Identify all lines in the data containing the string "Mutex". Copy them out.

• GIVEN ENTRIES:
◆ ◆ ◆ ◆ ◆ ◆ ◆

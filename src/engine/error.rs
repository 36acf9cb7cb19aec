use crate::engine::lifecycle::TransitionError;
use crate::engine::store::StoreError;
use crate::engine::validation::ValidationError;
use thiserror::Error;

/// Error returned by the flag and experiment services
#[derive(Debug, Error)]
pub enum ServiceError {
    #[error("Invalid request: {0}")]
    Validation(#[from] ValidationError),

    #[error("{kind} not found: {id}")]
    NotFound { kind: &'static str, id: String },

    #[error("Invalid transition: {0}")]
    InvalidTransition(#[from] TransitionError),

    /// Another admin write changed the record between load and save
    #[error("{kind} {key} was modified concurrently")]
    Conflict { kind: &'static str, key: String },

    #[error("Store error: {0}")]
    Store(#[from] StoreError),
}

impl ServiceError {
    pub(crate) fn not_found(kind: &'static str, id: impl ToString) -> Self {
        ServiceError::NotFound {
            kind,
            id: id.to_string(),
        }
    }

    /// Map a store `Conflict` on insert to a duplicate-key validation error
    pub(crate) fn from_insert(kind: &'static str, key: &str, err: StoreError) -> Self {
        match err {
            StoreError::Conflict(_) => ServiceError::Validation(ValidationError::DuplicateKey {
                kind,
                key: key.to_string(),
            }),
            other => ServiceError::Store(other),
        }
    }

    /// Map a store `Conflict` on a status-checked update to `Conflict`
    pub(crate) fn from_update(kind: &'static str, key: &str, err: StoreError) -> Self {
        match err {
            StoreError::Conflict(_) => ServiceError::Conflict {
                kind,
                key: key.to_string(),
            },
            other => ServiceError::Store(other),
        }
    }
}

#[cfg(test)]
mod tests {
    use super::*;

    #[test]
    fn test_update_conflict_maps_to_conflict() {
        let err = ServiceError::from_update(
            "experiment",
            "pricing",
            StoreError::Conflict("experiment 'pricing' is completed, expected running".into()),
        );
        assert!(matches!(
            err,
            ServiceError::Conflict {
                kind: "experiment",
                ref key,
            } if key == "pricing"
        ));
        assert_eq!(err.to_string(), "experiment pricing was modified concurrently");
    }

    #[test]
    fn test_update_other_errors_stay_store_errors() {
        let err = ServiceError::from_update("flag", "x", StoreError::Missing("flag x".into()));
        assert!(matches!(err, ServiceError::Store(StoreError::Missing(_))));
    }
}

◆ ◆ ◆ ◆ ◆ ◆ ◆

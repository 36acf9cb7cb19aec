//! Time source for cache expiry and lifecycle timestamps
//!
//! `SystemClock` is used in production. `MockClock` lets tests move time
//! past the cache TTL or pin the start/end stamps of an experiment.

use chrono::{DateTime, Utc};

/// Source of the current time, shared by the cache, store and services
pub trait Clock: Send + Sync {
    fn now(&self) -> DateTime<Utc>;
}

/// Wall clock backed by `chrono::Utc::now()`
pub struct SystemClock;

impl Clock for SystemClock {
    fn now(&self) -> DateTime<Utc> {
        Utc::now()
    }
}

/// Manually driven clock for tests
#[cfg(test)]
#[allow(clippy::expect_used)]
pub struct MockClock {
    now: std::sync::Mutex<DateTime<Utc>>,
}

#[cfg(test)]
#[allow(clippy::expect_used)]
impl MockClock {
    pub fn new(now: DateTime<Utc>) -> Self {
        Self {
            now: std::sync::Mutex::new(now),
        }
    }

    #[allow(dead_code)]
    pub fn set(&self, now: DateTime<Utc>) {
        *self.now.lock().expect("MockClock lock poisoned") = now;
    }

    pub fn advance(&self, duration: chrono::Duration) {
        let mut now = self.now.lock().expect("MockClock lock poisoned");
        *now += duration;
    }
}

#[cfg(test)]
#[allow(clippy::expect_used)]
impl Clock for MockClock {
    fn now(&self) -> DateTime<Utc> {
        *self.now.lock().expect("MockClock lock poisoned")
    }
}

◆ ◆ ◆ ◆ ◆ ◆ ◆

• ANSWER FOR THIS EXERCISE:
    now: std::sync::Mutex<DateTime<Utc>>,
            now: std::sync::Mutex::new(now),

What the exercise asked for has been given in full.